### REQUIRED WORK
What is needed here is an exact repetition of the records below, beginning at the line that has "repository fdf7fd22a29a196f" and stopping after the line that has "use std::path::Path;".

### RECORDS TO PROCESS
= = = =

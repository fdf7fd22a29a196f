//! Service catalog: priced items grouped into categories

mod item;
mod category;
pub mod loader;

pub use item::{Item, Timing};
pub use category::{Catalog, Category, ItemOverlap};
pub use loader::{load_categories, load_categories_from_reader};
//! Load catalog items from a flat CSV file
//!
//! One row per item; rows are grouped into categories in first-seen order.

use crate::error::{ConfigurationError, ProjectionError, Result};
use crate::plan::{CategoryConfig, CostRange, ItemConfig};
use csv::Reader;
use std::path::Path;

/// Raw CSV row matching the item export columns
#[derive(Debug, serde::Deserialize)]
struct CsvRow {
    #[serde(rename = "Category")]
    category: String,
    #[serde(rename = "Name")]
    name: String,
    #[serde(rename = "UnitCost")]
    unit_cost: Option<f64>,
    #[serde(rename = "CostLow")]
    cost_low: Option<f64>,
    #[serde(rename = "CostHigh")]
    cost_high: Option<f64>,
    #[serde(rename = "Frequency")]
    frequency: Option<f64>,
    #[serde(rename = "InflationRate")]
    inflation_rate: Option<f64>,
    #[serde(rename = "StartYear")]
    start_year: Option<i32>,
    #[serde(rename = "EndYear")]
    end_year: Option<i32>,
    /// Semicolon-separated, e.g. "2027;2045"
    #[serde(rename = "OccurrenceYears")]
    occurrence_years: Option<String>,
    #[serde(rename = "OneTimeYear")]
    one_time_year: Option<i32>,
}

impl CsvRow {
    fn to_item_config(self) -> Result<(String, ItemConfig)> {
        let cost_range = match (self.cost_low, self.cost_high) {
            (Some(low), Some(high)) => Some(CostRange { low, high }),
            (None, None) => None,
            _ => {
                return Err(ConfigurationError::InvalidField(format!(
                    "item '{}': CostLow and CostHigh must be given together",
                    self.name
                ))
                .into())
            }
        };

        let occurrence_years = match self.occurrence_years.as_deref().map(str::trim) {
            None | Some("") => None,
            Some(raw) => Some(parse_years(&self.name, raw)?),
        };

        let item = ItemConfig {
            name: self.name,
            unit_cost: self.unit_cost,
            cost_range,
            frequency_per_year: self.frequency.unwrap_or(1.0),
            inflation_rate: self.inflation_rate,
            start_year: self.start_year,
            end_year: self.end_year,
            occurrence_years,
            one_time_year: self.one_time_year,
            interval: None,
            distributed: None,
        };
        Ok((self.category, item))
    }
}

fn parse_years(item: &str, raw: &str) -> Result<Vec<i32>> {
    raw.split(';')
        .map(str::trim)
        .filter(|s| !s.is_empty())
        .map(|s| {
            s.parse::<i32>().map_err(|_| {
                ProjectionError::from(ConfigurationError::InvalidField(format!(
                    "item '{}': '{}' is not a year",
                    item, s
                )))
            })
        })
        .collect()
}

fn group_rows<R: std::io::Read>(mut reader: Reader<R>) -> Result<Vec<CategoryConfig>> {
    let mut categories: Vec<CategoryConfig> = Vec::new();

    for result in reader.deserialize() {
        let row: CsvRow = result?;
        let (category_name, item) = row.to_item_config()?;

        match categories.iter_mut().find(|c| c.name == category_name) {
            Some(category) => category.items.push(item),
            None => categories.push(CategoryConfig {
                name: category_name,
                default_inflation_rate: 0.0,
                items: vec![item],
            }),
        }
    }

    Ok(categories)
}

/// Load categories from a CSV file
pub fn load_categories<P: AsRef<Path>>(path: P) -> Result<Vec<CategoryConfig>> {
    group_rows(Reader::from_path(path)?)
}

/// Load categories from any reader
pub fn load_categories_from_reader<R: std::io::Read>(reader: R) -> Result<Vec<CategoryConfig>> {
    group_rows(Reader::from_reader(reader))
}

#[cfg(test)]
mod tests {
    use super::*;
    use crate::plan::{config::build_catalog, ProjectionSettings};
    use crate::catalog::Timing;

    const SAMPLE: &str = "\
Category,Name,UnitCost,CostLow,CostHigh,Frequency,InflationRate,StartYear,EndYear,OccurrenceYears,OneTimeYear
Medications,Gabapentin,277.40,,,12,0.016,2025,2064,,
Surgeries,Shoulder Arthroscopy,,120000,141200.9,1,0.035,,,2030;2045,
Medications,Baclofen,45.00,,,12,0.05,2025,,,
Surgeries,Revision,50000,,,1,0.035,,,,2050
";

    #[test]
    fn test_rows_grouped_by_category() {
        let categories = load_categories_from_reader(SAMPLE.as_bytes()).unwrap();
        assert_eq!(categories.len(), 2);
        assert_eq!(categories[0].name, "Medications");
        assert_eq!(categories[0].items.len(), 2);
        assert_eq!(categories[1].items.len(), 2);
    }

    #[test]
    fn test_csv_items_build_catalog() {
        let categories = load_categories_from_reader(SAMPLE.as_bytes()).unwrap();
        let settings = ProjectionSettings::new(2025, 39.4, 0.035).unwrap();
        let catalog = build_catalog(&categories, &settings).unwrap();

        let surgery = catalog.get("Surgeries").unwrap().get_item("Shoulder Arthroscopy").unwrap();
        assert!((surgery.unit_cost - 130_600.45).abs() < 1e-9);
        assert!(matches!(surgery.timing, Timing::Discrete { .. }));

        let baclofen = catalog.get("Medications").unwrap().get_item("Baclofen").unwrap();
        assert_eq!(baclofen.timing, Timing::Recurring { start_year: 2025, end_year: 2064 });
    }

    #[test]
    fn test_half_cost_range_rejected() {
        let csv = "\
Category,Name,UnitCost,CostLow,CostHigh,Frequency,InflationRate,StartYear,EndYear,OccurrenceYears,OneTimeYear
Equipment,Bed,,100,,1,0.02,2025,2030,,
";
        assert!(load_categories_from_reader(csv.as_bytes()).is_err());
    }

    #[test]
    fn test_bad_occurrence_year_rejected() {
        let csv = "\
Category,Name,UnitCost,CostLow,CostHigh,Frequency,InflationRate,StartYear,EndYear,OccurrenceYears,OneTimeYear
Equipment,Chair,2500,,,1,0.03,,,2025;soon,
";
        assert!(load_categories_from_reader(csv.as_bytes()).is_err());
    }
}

= = = =

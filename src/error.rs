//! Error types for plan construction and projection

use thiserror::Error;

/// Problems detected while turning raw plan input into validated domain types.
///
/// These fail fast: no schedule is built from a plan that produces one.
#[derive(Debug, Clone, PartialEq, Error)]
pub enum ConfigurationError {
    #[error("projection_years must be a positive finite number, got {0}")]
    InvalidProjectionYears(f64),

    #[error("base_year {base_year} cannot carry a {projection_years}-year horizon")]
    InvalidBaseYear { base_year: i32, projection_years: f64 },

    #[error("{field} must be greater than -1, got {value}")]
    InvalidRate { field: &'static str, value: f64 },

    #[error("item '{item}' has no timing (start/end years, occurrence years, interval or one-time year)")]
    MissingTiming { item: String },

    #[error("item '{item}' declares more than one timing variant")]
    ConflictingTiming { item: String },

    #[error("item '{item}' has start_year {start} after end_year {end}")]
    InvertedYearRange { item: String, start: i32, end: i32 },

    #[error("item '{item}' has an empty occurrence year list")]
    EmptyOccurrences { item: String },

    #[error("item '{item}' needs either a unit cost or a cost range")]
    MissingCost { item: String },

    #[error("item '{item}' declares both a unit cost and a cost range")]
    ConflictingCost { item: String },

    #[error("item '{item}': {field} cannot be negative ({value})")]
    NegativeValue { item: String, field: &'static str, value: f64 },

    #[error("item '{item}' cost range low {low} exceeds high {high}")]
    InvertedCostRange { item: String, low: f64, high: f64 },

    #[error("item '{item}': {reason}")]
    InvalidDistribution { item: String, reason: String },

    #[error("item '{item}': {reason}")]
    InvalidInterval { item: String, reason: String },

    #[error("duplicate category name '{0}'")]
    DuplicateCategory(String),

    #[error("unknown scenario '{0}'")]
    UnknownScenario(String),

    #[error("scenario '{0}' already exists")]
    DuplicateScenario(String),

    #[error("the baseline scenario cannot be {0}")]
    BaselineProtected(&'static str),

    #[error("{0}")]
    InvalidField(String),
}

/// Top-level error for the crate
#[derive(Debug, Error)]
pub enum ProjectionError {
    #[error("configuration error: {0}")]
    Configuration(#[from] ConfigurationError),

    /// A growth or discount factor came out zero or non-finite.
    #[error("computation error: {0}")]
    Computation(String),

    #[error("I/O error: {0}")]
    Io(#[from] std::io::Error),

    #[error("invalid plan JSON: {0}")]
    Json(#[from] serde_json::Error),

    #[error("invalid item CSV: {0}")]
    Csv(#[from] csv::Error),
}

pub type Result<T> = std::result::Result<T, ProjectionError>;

= = = =

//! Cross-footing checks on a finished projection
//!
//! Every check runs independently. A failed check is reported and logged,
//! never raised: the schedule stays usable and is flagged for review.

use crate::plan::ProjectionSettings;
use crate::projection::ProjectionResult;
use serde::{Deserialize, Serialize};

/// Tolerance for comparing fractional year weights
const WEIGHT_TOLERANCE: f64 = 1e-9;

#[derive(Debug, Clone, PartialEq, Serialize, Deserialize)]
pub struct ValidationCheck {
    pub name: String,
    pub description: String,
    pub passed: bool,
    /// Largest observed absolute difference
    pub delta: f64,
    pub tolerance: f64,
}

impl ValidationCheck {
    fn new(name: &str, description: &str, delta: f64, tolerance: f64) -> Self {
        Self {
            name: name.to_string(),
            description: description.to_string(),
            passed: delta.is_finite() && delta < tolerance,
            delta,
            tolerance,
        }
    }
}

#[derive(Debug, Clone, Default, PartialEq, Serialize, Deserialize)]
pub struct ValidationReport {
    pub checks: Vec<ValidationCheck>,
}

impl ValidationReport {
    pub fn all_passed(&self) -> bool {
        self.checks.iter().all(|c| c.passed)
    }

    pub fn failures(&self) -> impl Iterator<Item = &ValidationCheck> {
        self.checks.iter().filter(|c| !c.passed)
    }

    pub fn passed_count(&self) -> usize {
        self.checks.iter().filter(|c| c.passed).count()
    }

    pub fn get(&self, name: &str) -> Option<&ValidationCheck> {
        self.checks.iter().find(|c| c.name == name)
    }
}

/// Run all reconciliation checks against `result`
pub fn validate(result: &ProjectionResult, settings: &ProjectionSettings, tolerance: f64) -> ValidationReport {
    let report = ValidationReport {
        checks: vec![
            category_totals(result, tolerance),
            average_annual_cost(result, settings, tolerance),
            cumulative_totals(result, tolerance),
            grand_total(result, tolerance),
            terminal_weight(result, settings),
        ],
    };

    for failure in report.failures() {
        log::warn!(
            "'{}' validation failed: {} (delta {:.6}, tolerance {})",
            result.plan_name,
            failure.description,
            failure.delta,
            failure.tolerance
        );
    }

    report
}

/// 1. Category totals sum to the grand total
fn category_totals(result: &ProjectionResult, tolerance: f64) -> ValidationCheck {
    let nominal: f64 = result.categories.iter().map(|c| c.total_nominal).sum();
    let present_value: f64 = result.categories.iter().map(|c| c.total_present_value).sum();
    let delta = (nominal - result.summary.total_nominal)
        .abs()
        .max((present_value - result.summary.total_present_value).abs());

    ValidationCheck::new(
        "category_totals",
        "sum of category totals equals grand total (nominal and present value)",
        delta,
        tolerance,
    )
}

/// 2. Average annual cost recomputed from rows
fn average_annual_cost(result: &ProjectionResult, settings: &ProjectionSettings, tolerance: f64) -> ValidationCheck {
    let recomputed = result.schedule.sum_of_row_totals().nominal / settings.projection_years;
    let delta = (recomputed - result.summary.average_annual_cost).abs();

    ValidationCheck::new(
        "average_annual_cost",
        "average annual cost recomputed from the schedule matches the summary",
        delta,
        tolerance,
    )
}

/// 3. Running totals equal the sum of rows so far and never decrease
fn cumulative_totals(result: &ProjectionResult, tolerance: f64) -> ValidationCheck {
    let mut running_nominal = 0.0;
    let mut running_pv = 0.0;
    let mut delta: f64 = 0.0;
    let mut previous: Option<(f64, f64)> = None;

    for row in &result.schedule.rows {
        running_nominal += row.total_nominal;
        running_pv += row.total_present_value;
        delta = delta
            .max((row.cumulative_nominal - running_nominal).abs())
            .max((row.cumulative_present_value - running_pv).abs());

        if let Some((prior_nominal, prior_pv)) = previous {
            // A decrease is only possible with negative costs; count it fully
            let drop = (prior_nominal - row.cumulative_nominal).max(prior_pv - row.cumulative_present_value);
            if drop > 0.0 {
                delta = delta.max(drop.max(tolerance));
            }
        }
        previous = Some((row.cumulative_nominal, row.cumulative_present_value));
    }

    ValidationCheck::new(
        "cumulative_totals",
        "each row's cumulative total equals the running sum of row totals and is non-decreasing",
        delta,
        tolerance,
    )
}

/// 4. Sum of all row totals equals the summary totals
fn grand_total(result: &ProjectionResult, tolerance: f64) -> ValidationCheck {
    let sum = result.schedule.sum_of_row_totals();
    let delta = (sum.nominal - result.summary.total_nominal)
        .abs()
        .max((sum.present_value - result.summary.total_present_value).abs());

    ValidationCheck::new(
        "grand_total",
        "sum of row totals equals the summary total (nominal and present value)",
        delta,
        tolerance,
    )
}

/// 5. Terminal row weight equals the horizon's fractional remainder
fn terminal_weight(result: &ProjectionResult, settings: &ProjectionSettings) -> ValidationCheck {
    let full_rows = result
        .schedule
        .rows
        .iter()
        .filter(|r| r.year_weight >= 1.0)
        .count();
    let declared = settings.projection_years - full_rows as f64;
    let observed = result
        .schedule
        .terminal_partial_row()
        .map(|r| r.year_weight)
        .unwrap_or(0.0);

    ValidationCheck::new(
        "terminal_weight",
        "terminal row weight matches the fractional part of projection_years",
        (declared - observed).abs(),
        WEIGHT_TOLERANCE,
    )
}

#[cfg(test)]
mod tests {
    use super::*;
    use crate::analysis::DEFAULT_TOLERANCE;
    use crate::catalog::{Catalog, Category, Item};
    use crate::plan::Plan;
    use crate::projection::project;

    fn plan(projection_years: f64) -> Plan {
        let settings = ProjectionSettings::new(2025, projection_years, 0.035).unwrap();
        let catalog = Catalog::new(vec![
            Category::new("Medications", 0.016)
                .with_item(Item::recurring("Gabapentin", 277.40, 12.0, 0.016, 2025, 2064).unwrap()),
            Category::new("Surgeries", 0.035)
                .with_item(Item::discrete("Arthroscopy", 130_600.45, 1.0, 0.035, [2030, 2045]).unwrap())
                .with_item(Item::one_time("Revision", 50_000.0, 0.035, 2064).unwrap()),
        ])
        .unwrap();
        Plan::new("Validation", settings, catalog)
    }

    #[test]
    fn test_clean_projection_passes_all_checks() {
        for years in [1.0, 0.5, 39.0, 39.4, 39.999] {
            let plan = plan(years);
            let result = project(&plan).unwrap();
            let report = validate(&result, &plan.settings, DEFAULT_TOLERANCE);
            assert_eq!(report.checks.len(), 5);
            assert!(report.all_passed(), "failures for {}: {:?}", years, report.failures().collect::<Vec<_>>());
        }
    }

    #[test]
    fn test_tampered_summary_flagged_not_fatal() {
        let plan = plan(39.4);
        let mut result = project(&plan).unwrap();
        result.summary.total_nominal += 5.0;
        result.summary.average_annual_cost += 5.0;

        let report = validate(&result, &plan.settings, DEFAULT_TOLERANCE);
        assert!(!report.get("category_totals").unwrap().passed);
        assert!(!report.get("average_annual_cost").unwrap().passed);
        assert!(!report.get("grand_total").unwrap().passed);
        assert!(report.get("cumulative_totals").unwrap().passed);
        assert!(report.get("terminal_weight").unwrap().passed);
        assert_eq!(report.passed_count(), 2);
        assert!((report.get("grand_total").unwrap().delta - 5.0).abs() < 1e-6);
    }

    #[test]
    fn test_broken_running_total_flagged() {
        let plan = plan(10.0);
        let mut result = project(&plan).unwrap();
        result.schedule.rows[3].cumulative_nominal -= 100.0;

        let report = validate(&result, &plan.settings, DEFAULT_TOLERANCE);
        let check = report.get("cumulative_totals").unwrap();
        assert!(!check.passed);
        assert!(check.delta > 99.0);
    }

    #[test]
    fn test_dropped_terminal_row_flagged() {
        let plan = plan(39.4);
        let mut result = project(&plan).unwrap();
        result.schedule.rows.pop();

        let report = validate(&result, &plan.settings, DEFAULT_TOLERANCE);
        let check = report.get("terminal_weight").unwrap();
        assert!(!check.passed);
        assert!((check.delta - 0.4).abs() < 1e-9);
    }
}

= = = =

### ANSWER BOX
repository fdf7fd22a29a196f
//! Service catalog: priced items grouped into categories

mod item;
mod category;
pub mod loader;

pub use item::{Item, Timing};
pub use category::{Catalog, Category, ItemOverlap};
pub use loader::{load_categories, load_categories_from_reader};
//! Load catalog items from a flat CSV file
//!
//! One row per item; rows are grouped into categories in first-seen order.

use crate::error::{ConfigurationError, ProjectionError, Result};
use crate::plan::{CategoryConfig, CostRange, ItemConfig};
use csv::Reader;
use std::path::Path;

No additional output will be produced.